The status register had two bits in it, the negative bit and the halt bit. Basically, if the result of an LNEG was negative, the negative bit was set (cleared otherwise) and if the result of a SUB was negative, the negative bit was set (cleared otherwise). SKNEG just looked at this bit and moved the PC forward one instruction if it was set.
Now, after being presented with this instruction set and architecture, my class was offered a prize of $1US to write the shortest correct implementation of factorial. All data and code counted in the total length, but we were given three "free" data constants (0, 1, and -1).
Problem 1 is that factorial requires multiplication, so you have to write it. Problem 2 is that multiplication requires addition, so you have to write that too.

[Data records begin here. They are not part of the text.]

//! Callback verification state machine plus the XML and JSON envelope codecs.

// std
use std::mem;
// crates.io
use quick_xml::{
	Writer,
	events::{BytesCData, BytesText},
};
// self
use crate::{
	_prelude::*,
	auth::{CallbackKeys, TokenSecret},
	crypto::{
		AesKey, CryptoError, Envelope, SignatureAlgorithm, WIDE_PAD_BLOCK, open_envelope,
		seal_envelope, sign, verify_signature,
	},
	error::ConfigError,
	obs::{self, FlowKind, FlowOutcome, FlowSpan},
};

/// Hash and padding block used by one callback family.
#[derive(Clone, Copy, Debug, PartialEq, Eq)]
pub struct CallbackProfile {
	/// Signature hash.
	pub algorithm: SignatureAlgorithm,
	/// PKCS#7 block size applied before encryption.
	pub pad_block: usize,
}
impl CallbackProfile {
	/// Work WeChat and Official Account XML callbacks.
	pub const WORK_WECHAT: Self =
		Self { algorithm: SignatureAlgorithm::Sha1, pad_block: WIDE_PAD_BLOCK };
	/// DingTalk JSON callbacks. Pad values run up to 32 like the XML family.
	pub const DINGTALK: Self =
		Self { algorithm: SignatureAlgorithm::Sha1, pad_block: WIDE_PAD_BLOCK };
}
impl Default for CallbackProfile {
	fn default() -> Self {
		Self::WORK_WECHAT
	}
}

/// Inbound XML callback document.
#[derive(Clone, Debug, PartialEq, Eq, Deserialize)]
#[serde(rename_all = "PascalCase")]
pub struct InboundMessage {
	/// Receiver named by the vendor.
	#[serde(default)]
	pub to_user_name: Option<String>,
	/// Base64 ciphertext.
	pub encrypt: String,
	/// Agent the callback belongs to.
	#[serde(rename = "AgentID", default)]
	pub agent_id: Option<String>,
}
impl InboundMessage {
	/// Parses the `<xml>` callback body.
	pub fn parse(xml: &str) -> Result<Self, CryptoError> {
		quick_xml::de::from_str(xml).map_err(|e| CryptoError::ParseXml { message: e.to_string() })
	}
}

#[derive(Deserialize)]
struct InboundEvent {
	encrypt: String,
}

/// Encrypted JSON reply expected by DingTalk callbacks.
#[derive(Clone, Debug, PartialEq, Eq, Serialize, Deserialize)]
pub struct EncryptedJsonReply {
	/// Signature over the reply tuple.
	pub msg_signature: String,
	/// Timestamp echoed into the signature.
	#[serde(rename = "timeStamp")]
	pub timestamp: String,
	/// Nonce echoed into the signature.
	pub nonce: String,
	/// Base64 ciphertext.
	pub encrypt: String,
}

/// Verification progress for one callback.
#[derive(Clone, Debug, PartialEq, Eq)]
pub enum CallbackState {
	/// Signature not yet checked.
	AwaitingSignature,
	/// Signature matched; ciphertext not yet decrypted.
	AwaitingPlaintext,
	/// Envelope decrypted; receiver id not yet checked.
	AwaitingReceiverCheck(Envelope),
	/// Terminal: the payload is trusted.
	Accepted(Vec<u8>),
	/// Terminal: the callback must be rejected.
	Rejected(CryptoError),
}
impl CallbackState {
	/// Returns `true` for [`CallbackState::Accepted`] and [`CallbackState::Rejected`].
	pub fn is_terminal(&self) -> bool {
		matches!(self, Self::Accepted(_) | Self::Rejected(_))
	}
}

/// Verifies and decrypts callbacks for one tenant.
#[derive(Clone, Debug)]
pub struct CallbackVerifier {
	token: TokenSecret,
	key: AesKey,
	receiver_id: String,
	profile: CallbackProfile,
}
impl CallbackVerifier {
	/// Builds a verifier; malformed AES keys fail here rather than on the first callback.
	pub fn new(
		keys: &CallbackKeys,
		receiver_id: impl Into<String>,
		profile: CallbackProfile,
	) -> Result<Self, ConfigError> {
		let key = AesKey::from_encoded(keys.encoding_aes_key.expose())
			.map_err(|source| ConfigError::InvalidCallbackKey { source })?;

		Ok(Self { token: keys.token.clone(), key, receiver_id: receiver_id.into(), profile })
	}

	/// Receiver id every accepted envelope must carry (empty accepts any).
	pub fn receiver_id(&self) -> &str {
		&self.receiver_id
	}

	/// Signature over `{token, timestamp, nonce, data}` for this profile.
	pub fn signature(&self, timestamp: &str, nonce: &str, data: &str) -> String {
		sign(self.token.expose(), timestamp, nonce, data, self.profile.algorithm)
	}

	/// Starts a step-wise verification of `ciphertext`.
	pub fn verification<'a>(
		&'a self,
		signature: &'a str,
		timestamp: &'a str,
		nonce: &'a str,
		ciphertext: &'a str,
	) -> CallbackVerification<'a> {
		CallbackVerification {
			verifier: self,
			signature,
			timestamp,
			nonce,
			ciphertext,
			state: CallbackState::AwaitingSignature,
		}
	}

	/// Verifies the signature over `ciphertext` and returns the decrypted payload.
	pub fn verify(
		&self,
		signature: &str,
		timestamp: &str,
		nonce: &str,
		ciphertext: &str,
	) -> Result<Vec<u8>, CryptoError> {
		self.verification(signature, timestamp, nonce, ciphertext).run()
	}

	/// Handles the URL verification handshake and returns the echo string to send back.
	pub fn verify_url(
		&self,
		signature: &str,
		timestamp: &str,
		nonce: &str,
		echostr: &str,
	) -> Result<String, CryptoError> {
		let plain = self.verify(signature, timestamp, nonce, echostr)?;

		String::from_utf8(plain)
			.map_err(|_| CryptoError::IllegalBuffer { reason: "echo string is not UTF-8" })
	}

	/// Verifies and decrypts an XML callback body.
	pub fn decrypt_xml(
		&self,
		signature: &str,
		timestamp: &str,
		nonce: &str,
		body: &str,
	) -> Result<Vec<u8>, CryptoError> {
		let inbound = InboundMessage::parse(body)?;

		self.verify(signature, timestamp, nonce, &inbound.encrypt)
	}

	/// Verifies and decrypts a `{"encrypt": …}` callback body.
	pub fn decrypt_json(
		&self,
		signature: &str,
		timestamp: &str,
		nonce: &str,
		body: &str,
	) -> Result<Vec<u8>, CryptoError> {
		let inbound = serde_json::from_str::<InboundEvent>(body)
			.map_err(|e| CryptoError::ParseJson { message: e.to_string() })?;

		self.verify(signature, timestamp, nonce, &inbound.encrypt)
	}

	/// Encrypts `message` for this verifier's receiver.
	pub fn seal(&self, message: &[u8]) -> Result<String, CryptoError> {
		seal_envelope(message, &self.key, &self.receiver_id, self.profile.pad_block)
	}

	/// Encrypts and signs a passive reply, rendered as the `<xml>` reply document.
	pub fn encrypt_reply(
		&self,
		message: &[u8],
		timestamp: &str,
		nonce: &str,
	) -> Result<String, CryptoError> {
		let encrypt = self.seal(message)?;
		let signature = self.signature(timestamp, nonce, &encrypt);
		let mut writer = Writer::new(Vec::new());

		writer
			.create_element("xml")
			.write_inner_content(|w| {
				w.create_element("Encrypt").write_cdata_content(BytesCData::new(&encrypt))?;
				w.create_element("MsgSignature").write_cdata_content(BytesCData::new(&signature))?;
				w.create_element("TimeStamp").write_text_content(BytesText::new(timestamp))?;
				w.create_element("Nonce").write_cdata_content(BytesCData::new(nonce))?;

				Ok::<_, quick_xml::Error>(())
			})
			.map_err(|e| CryptoError::GenerateXml { message: e.to_string() })?;

		String::from_utf8(writer.into_inner())
			.map_err(|e| CryptoError::GenerateXml { message: e.to_string() })
	}

	/// Encrypts and signs a reply as the JSON document DingTalk expects.
	pub fn encrypt_json_reply(
		&self,
		message: &[u8],
		timestamp: &str,
		nonce: &str,
	) -> Result<String, CryptoError> {
		let encrypt = self.seal(message)?;
		let reply = EncryptedJsonReply {
			msg_signature: self.signature(timestamp, nonce, &encrypt),
			timestamp: timestamp.to_owned(),
			nonce: nonce.to_owned(),
			encrypt,
		};

		serde_json::to_string(&reply)
			.map_err(|e| CryptoError::GenerateJson { message: e.to_string() })
	}
}

/// Step-wise run of the verification state machine over one callback.
#[derive(Debug)]
pub struct CallbackVerification<'a> {
	verifier: &'a CallbackVerifier,
	signature: &'a str,
	timestamp: &'a str,
	nonce: &'a str,
	ciphertext: &'a str,
	state: CallbackState,
}
impl CallbackVerification<'_> {
	/// Current state.
	pub fn state(&self) -> &CallbackState {
		&self.state
	}

	/// Returns `true` once accepted or rejected.
	pub fn is_terminal(&self) -> bool {
		self.state.is_terminal()
	}

	/// Advances one transition; terminal states are absorbing.
	pub fn step(&mut self) -> &CallbackState {
		let verifier = self.verifier;

		self.state = match mem::replace(&mut self.state, CallbackState::AwaitingSignature) {
			CallbackState::AwaitingSignature => {
				let computed = verifier.signature(self.timestamp, self.nonce, self.ciphertext);

				if verify_signature(self.signature, &computed) {
					CallbackState::AwaitingPlaintext
				} else {
					CallbackState::Rejected(CryptoError::SignatureMismatch)
				}
			},
			CallbackState::AwaitingPlaintext =>
				match open_envelope(self.ciphertext, &verifier.key, verifier.profile.pad_block) {
					Ok(envelope) => CallbackState::AwaitingReceiverCheck(envelope),
					Err(e) => CallbackState::Rejected(e),
				},
			CallbackState::AwaitingReceiverCheck(envelope) =>
				match envelope.check_receiver(&verifier.receiver_id) {
					Ok(()) => CallbackState::Accepted(envelope.message),
					Err(e) => CallbackState::Rejected(e),
				},
			terminal => terminal,
		};

		&self.state
	}

	/// Runs to a terminal state.
	pub fn run(mut self) -> Result<Vec<u8>, CryptoError> {
		let _span = FlowSpan::new(FlowKind::Callback, "CallbackVerification::run")
			.with_tenant(Some(self.verifier.receiver_id.as_str()).filter(|id| !id.is_empty()))
			.entered();

		obs::record_flow_outcome(FlowKind::Callback, FlowOutcome::Attempt);

		loop {
			self.step();

			match mem::replace(&mut self.state, CallbackState::AwaitingSignature) {
				CallbackState::Accepted(message) =>
					return obs::observe(FlowKind::Callback, Ok(message)),
				CallbackState::Rejected(e) => {
					tracing::warn!(code = e.code(), error = %e, "Rejected callback.");

					return obs::observe(FlowKind::Callback, Err(e));
				},
				state => self.state = state,
			}
		}
	}
}

#[cfg(test)]
mod tests {
	// crates.io
	use base64::{Engine, engine::general_purpose::STANDARD};
	// self
	use super::*;

	fn keys() -> CallbackKeys {
		let encoded = STANDARD.encode([3_u8; 32]);

		CallbackKeys::new("callback-token", encoded.trim_end_matches('='))
	}

	#[test]
	fn bad_keys_fail_at_construction() {
		let keys = CallbackKeys::new("t", "not-a-key");
		let err = CallbackVerifier::new(&keys, "RCPT", CallbackProfile::WORK_WECHAT)
			.expect_err("Short AES key must be rejected.");

		assert!(matches!(
			err,
			ConfigError::InvalidCallbackKey { source: CryptoError::IllegalAesKey { length: 9 } }
		));
	}

	#[test]
	fn state_machine_walks_every_stage() {
		let verifier = CallbackVerifier::new(&keys(), "RCPT", CallbackProfile::WORK_WECHAT)
			.expect("Verifier should build.");
		let ciphertext = verifier.seal(b"hello").expect("Sealing should succeed.");
		let signature = verifier.signature("1700000000", "n0nce", &ciphertext);
		let mut run = verifier.verification(&signature, "1700000000", "n0nce", &ciphertext);

		assert_eq!(run.state(), &CallbackState::AwaitingSignature);
		assert_eq!(run.step(), &CallbackState::AwaitingPlaintext);
		assert!(matches!(
			run.step(),
			CallbackState::AwaitingReceiverCheck(e) if e.receiver_id == "RCPT"
		));
		assert_eq!(run.step(), &CallbackState::Accepted(b"hello".to_vec()));
		assert!(run.is_terminal());
		assert_eq!(run.step(), &CallbackState::Accepted(b"hello".to_vec()));
	}

	#[test]
	fn wrong_signature_stops_before_decryption() {
		let verifier = CallbackVerifier::new(&keys(), "RCPT", CallbackProfile::WORK_WECHAT)
			.expect("Verifier should build.");
		let mut run = verifier.verification("deadbeef", "1", "n", "not even base64");

		assert_eq!(run.step(), &CallbackState::Rejected(CryptoError::SignatureMismatch));
		assert_eq!(
			verifier.verify("deadbeef", "1", "n", "not even base64"),
			Err(CryptoError::SignatureMismatch)
		);
	}

	#[test]
	fn xml_reply_decodes_back_through_the_verifier() {
		let verifier = CallbackVerifier::new(&keys(), "wxcorp", CallbackProfile::WORK_WECHAT)
			.expect("Verifier should build.");
		let reply = verifier
			.encrypt_reply(b"<xml><Content>hi</Content></xml>", "1700000000", "n0nce")
			.expect("Reply should render.");

		assert!(reply.starts_with("<xml><Encrypt><![CDATA["));
		assert!(reply.contains("<TimeStamp>1700000000</TimeStamp>"));
		assert!(reply.contains("<Nonce><![CDATA[n0nce]]></Nonce>"));

		#[derive(Deserialize)]
		#[serde(rename_all = "PascalCase")]
		struct Reply {
			encrypt: String,
			msg_signature: String,
		}

		let parsed: Reply = quick_xml::de::from_str(&reply).expect("Reply XML should parse.");

		assert_eq!(
			verifier.verify(&parsed.msg_signature, "1700000000", "n0nce", &parsed.encrypt),
			Ok(b"<xml><Content>hi</Content></xml>".to_vec())
		);
	}

	#[test]
	fn inbound_xml_is_parsed() {
		let inbound = InboundMessage::parse(
			"<xml><ToUserName><![CDATA[wxcorp]]></ToUserName><Encrypt><![CDATA[abc=]]></Encrypt><AgentID><![CDATA[1000002]]></AgentID></xml>",
		)
		.expect("Inbound XML should parse.");

		assert_eq!(inbound.to_user_name.as_deref(), Some("wxcorp"));
		assert_eq!(inbound.encrypt, "abc=");
		assert_eq!(inbound.agent_id.as_deref(), Some("1000002"));
		assert!(matches!(InboundMessage::parse("<xml>"), Err(CryptoError::ParseXml { .. })));
	}

	#[test]
	fn dingtalk_json_reply_round_trips() {
		let verifier = CallbackVerifier::new(&keys(), "suite-key", CallbackProfile::DINGTALK)
			.expect("Verifier should build.");
		let reply = verifier
			.encrypt_json_reply(b"success", "1700000000", "abcdefgh")
			.expect("JSON reply should render.");
		let parsed: EncryptedJsonReply =
			serde_json::from_str(&reply).expect("JSON reply should parse.");
		let body = serde_json::json!({ "encrypt": parsed.encrypt }).to_string();

		assert!(reply.contains("\"timeStamp\":\"1700000000\""));
		assert_eq!(
			verifier.decrypt_json(&parsed.msg_signature, "1700000000", "abcdefgh", &body),
			Ok(b"success".to_vec())
		);
		assert!(matches!(
			verifier.decrypt_json("sig", "1", "n", "[]"),
			Err(CryptoError::ParseJson { .. })
		));
	}
}
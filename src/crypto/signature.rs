//! Sorted-tuple and ordered signatures over callback parameters.

// crates.io
use sha1::Sha1;
use sha2::{Digest, Sha256};
use subtle::ConstantTimeEq;

/// Hash used to sign callback tuples.
#[derive(Clone, Copy, Debug, Default, PartialEq, Eq, Hash)]
pub enum SignatureAlgorithm {
	/// SHA-1 (Work WeChat, Official Account, DingTalk).
	#[default]
	Sha1,
	/// SHA-256 (Lark).
	Sha256,
}

/// Sorts `{token, timestamp, nonce, data}` ascending, concatenates and hashes them.
pub fn sign(
	token: &str,
	timestamp: &str,
	nonce: &str,
	data: &str,
	algorithm: SignatureAlgorithm,
) -> String {
	let mut parts = [token, timestamp, nonce, data];

	parts.sort_unstable();

	sign_ordered(&parts, algorithm)
}

/// Hashes `parts` concatenated in the given order; returns lowercase hex.
pub fn sign_ordered(parts: &[&str], algorithm: SignatureAlgorithm) -> String {
	match algorithm {
		SignatureAlgorithm::Sha1 => digest_hex::<Sha1>(parts),
		SignatureAlgorithm::Sha256 => digest_hex::<Sha256>(parts),
	}
}

/// Compares two signatures in constant time.
pub fn verify_signature(expected: &str, computed: &str) -> bool {
	expected.as_bytes().ct_eq(computed.as_bytes()).into()
}

fn digest_hex<D>(parts: &[&str]) -> String
where
	D: Digest,
{
	let mut hasher = D::new();

	for part in parts {
		hasher.update(part.as_bytes());
	}

	hex::encode(hasher.finalize())
}
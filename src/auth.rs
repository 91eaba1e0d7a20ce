//! Tenant identifiers, redacted secrets, and the configuration records vendor clients are built
//! from.

pub mod config;
pub mod id;
pub mod secret;

pub use config::*;
pub use id::*;
pub use secret::*;
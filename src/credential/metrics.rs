// std
use std::sync::atomic::{AtomicU64, Ordering};

/// Thread-safe counters for credential lookups.
#[derive(Debug, Default)]
pub struct RefreshMetrics {
	attempts: AtomicU64,
	cache_hits: AtomicU64,
	refreshes: AtomicU64,
	failures: AtomicU64,
}
impl RefreshMetrics {
	/// Returns the total number of `get` calls.
	pub fn attempts(&self) -> u64 {
		self.attempts.load(Ordering::Relaxed)
	}

	/// Returns the number of lookups answered from the cache.
	pub fn cache_hits(&self) -> u64 {
		self.cache_hits.load(Ordering::Relaxed)
	}

	/// Returns the number of times the refresh source was invoked.
	pub fn refreshes(&self) -> u64 {
		self.refreshes.load(Ordering::Relaxed)
	}

	/// Returns the number of lookups that ended in an error.
	pub fn failures(&self) -> u64 {
		self.failures.load(Ordering::Relaxed)
	}

	pub(crate) fn record_attempt(&self) {
		self.attempts.fetch_add(1, Ordering::Relaxed);
	}

	pub(crate) fn record_cache_hit(&self) {
		self.cache_hits.fetch_add(1, Ordering::Relaxed);
	}

	pub(crate) fn record_refresh(&self) {
		self.refreshes.fetch_add(1, Ordering::Relaxed);
	}

	pub(crate) fn record_failure(&self) {
		self.failures.fetch_add(1, Ordering::Relaxed);
	}
}
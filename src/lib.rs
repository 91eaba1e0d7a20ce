//! Multi-tenant credential broker for third-party platform APIs: cached self-refreshing tokens,
//! request envelopes, throttle-aware traversal, and callback crypto in one crate.

#![deny(clippy::all, missing_docs, unused_crate_dependencies)]

pub mod auth;
pub mod cache;
pub mod credential;
pub mod crypto;
pub mod envelope;
pub mod error;
pub mod http;
pub mod obs;
pub mod traverse;
pub mod vendor;
#[cfg(any(test, feature = "test"))]
pub mod _preludet {
	//! Convenience re-exports and helpers for integration tests; enabled via `cfg(test)` or the
	//! `test` crate feature.

	pub use crate::_prelude::*;

	// std
	use std::sync::atomic::{AtomicUsize, Ordering};
	// self
	use crate::{
		cache::{MemoryCache, TokenCache},
		credential::{GuardRegistry, RefreshFuture, RefreshSource},
		http::HttpClient,
		vendor::ClientOptions,
	};

	/// Refresh source that replays scripted bodies and counts invocations.
	///
	/// Once the script is exhausted every further call yields an empty body, which is how a
	/// failed transport looks to the credential manager.
	#[derive(Debug, Default)]
	pub struct ScriptedRefresh {
		bodies: Mutex<Vec<Vec<u8>>>,
		calls: AtomicUsize,
	}
	impl ScriptedRefresh {
		/// Creates a source that returns `bodies` in order.
		pub fn new<I, B>(bodies: I) -> Self
		where
			I: IntoIterator<Item = B>,
			B: Into<Vec<u8>>,
		{
			let mut bodies = bodies.into_iter().map(Into::into).collect::<Vec<_>>();

			bodies.reverse();

			Self { bodies: Mutex::new(bodies), calls: AtomicUsize::new(0) }
		}

		/// Number of times the source has been invoked.
		pub fn calls(&self) -> usize {
			self.calls.load(Ordering::SeqCst)
		}
	}
	impl RefreshSource for ScriptedRefresh {
		fn refresh(&self) -> RefreshFuture<'_> {
			self.calls.fetch_add(1, Ordering::SeqCst);

			let body = self.bodies.lock().pop().unwrap_or_default();

			Box::pin(async move { body })
		}
	}

	/// Builds client options backed by an isolated in-memory cache, a private guard registry,
	/// and both vendor hosts pointed at `base_url` (typically an `httpmock` server).
	pub fn mock_client_options(base_url: &str) -> (ClientOptions, Arc<MemoryCache>) {
		let cache = Arc::new(MemoryCache::default());
		let shared: Arc<dyn TokenCache> = cache.clone();
		let base = Url::parse(base_url).expect("Mock server base URL should parse.");
		let http = HttpClient::new().expect("Default HTTP client should build for tests.");
		let options = ClientOptions::default()
			.with_cache(shared)
			.with_http_client(http)
			.with_guards(Arc::new(GuardRegistry::default()))
			.with_base_url(base.clone())
			.with_secondary_base_url(base);

		(options, cache)
	}
}

mod _prelude {
	pub use std::{
		collections::{BTreeMap, HashMap},
		error::Error as StdError,
		fmt::{Debug, Display, Formatter, Result as FmtResult},
		future::Future,
		pin::Pin,
		str::FromStr,
		sync::Arc,
	};

	pub use async_lock::Mutex as AsyncMutex;
	pub use parking_lot::{Mutex, RwLock};
	pub use reqwest::{Client as ReqwestClient, Error as ReqwestError};
	pub use serde::{Deserialize, Serialize};
	pub use serde_json::{Map as JsonMap, Value};
	pub use thiserror::Error as ThisError;
	pub use time::{Duration, OffsetDateTime};
	pub use url::Url;

	pub use crate::error::{Error, Result};
}

pub use reqwest;
pub use url;
#[cfg(test)] use {color_eyre as _, httpmock as _};
// crates.io
use httpmock::prelude::*;
// self
use tpp_broker::{
	_preludet::*,
	auth::TenantId,
	vendor::{TenantClient, WorkWeChat, WorkWeChatConfig},
};

fn client(server: &MockServer) -> WorkWeChat {
	let (options, _) = mock_client_options(&server.base_url());
	let config = WorkWeChatConfig {
		corp_id: TenantId::new("ww1").expect("Corp id fixture should be valid."),
		corp_secret: "corp-secret".into(),
		agent_id: "1000002".into(),
		callback: None,
	};

	WorkWeChat::new(config, &options).expect("Client should build against the mock server.")
}

async fn mock_token(server: &MockServer) -> httpmock::Mock<'_> {
	server
		.mock_async(|when, then| {
			when.method(GET)
				.path("/cgi-bin/gettoken")
				.query_param("corpid", "ww1")
				.query_param("corpsecret", "corp-secret");
			then.status(200)
				.header("content-type", "application/json")
				.body(r#"{"errcode":0,"errmsg":"ok","access_token":"WWTOKEN","expires_in":7200}"#);
		})
		.await
}

#[tokio::test]
async fn access_tokens_are_fetched_once_and_attached_to_calls() {
	let server = MockServer::start_async().await;
	let token = mock_token(&server).await;
	let agent = server
		.mock_async(|when, then| {
			when.method(GET)
				.path("/cgi-bin/agent/get")
				.query_param("access_token", "WWTOKEN")
				.query_param("agentid", "1000002");
			then.status(200)
				.header("content-type", "application/json")
				.body(r#"{"errcode":0,"errmsg":"ok","agentid":1000002,"name":"HR"}"#);
		})
		.await;
	let client = client(&server);
	let first = client.agent().await.expect("Agent lookup should succeed.");
	let second = client.agent().await.expect("Second lookup should reuse the token.");

	assert_eq!(first.str("name"), Some("HR"));
	assert_eq!(second.i64("agentid"), Some(1000002));
	assert_eq!(client.token().await.expect("Token should be cached."), "WWTOKEN");

	token.assert_calls_async(1).await;
	agent.assert_calls_async(2).await;
}

#[tokio::test]
async fn denied_departments_and_users_read_as_absent() {
	let server = MockServer::start_async().await;
	let _token = mock_token(&server).await;
	let denied = r#"{"errcode":60011,"errmsg":"no privilege to access/modify contact"}"#;

	server
		.mock_async(|when, then| {
			when.method(GET).path("/cgi-bin/department/get").query_param("id", "7");
			then.status(200).header("content-type", "application/json").body(denied);
		})
		.await;
	server
		.mock_async(|when, then| {
			when.method(GET).path("/cgi-bin/user/get").query_param("userid", "zhangsan");
			then.status(200).header("content-type", "application/json").body(denied);
		})
		.await;

	let client = client(&server);

	assert!(client.department("7").await.expect("Denial should not be an error.").is_none());
	assert!(client.user("zhangsan").await.expect("Denial should not be an error.").is_none());
}

#[tokio::test]
async fn denied_user_lists_still_return_their_members() {
	let server = MockServer::start_async().await;
	let _token = mock_token(&server).await;

	server
		.mock_async(|when, then| {
			when.method(GET).path("/cgi-bin/user/list").query_param("department_id", "2");
			then.status(200).header("content-type", "application/json").body(
				r#"{"errcode":60011,"errmsg":"partial","userlist":[{"userid":"a"},{"userid":"b"}]}"#,
			);
		})
		.await;
	server
		.mock_async(|when, then| {
			when.method(GET).path("/cgi-bin/user/list").query_param("department_id", "3");
			then.status(200)
				.header("content-type", "application/json")
				.body(r#"{"errcode":40014,"errmsg":"invalid access_token"}"#);
		})
		.await;

	let client = client(&server);
	let users = client.users("2").await.expect("Partial list should be returned.");

	assert_eq!(users.len(), 2);
	assert_eq!(users[1]["userid"], "b");
	assert!(matches!(client.users("3").await, Err(Error::Vendor { code: 40014, .. })));
}

#[tokio::test]
async fn user_details_drop_the_status_envelope() {
	let server = MockServer::start_async().await;
	let _token = mock_token(&server).await;

	server
		.mock_async(|when, then| {
			when.method(GET).path("/cgi-bin/user/get").query_param("userid", "lisi");
			then.status(200)
				.header("content-type", "application/json")
				.body(r#"{"errcode":0,"errmsg":"ok","userid":"lisi","name":"Li Si"}"#);
		})
		.await;

	let user = client(&server)
		.user("lisi")
		.await
		.expect("Lookup should succeed.")
		.expect("Readable users should be present.");

	assert_eq!(user.str("name"), Some("Li Si"));
	assert!(!user.contains("errcode"));
	assert!(!user.contains("errmsg"));
}

#[tokio::test]
async fn jsapi_tickets_ride_on_the_access_token() {
	let server = MockServer::start_async().await;
	let token = mock_token(&server).await;
	let ticket = server
		.mock_async(|when, then| {
			when.method(GET)
				.path("/cgi-bin/get_jsapi_ticket")
				.query_param("access_token", "WWTOKEN");
			then.status(200)
				.header("content-type", "application/json")
				.body(r#"{"errcode":0,"errmsg":"ok","ticket":"JSAPI","expires_in":7200}"#);
		})
		.await;
	let client = client(&server);

	assert_eq!(client.ticket().await.expect("Ticket should refresh."), "JSAPI");
	assert_eq!(client.ticket().await.expect("Ticket should be cached."), "JSAPI");

	token.assert_calls_async(1).await;
	ticket.assert_calls_async(1).await;
}

#[tokio::test]
async fn failed_token_refreshes_surface_as_transient_errors() {
	let server = MockServer::start_async().await;

	server
		.mock_async(|when, then| {
			when.method(GET).path("/cgi-bin/gettoken");
			then.status(200)
				.header("content-type", "application/json")
				.body(r#"{"errcode":40001,"errmsg":"invalid credential"}"#);
		})
		.await;

	let err = client(&server).agent().await.expect_err("Missing token should fail the call.");

	assert!(matches!(err, Error::Transient(_)));
	assert!(err.is_retriable());
}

Since this problem is non-trivial for this computer, I wrote an optimizing assembler for the instruction set (a half day of work) and then did the assignment. I also noted that 0 and 1 are valid instruction codes which I needed, so two of my "free" constants were also code, meaning my program was that much smaller. I lost the contest by 1 instruction (Damn you Erik Erikson!), but Erik and I combined our efforts to shave off another two instructions from his effort.
Given the above instructions, I can simulate the instruction set of any processor today. It might be painful or slow or both, but it still can be done. That means that, strictly speaking, your brand new Pentium processor is no more powerful than this little gem.
So why is it important to know this stuff? If you are in the process of designing a language, it's helpful to know how your language features will map onto a "real" computer. This is nice because sometimes subtle changes in a language grammar represent big wins or losses in the actual implementation. This has been one of the big wins for C as a medium/high-level language - it translates nicely to what processors typically do.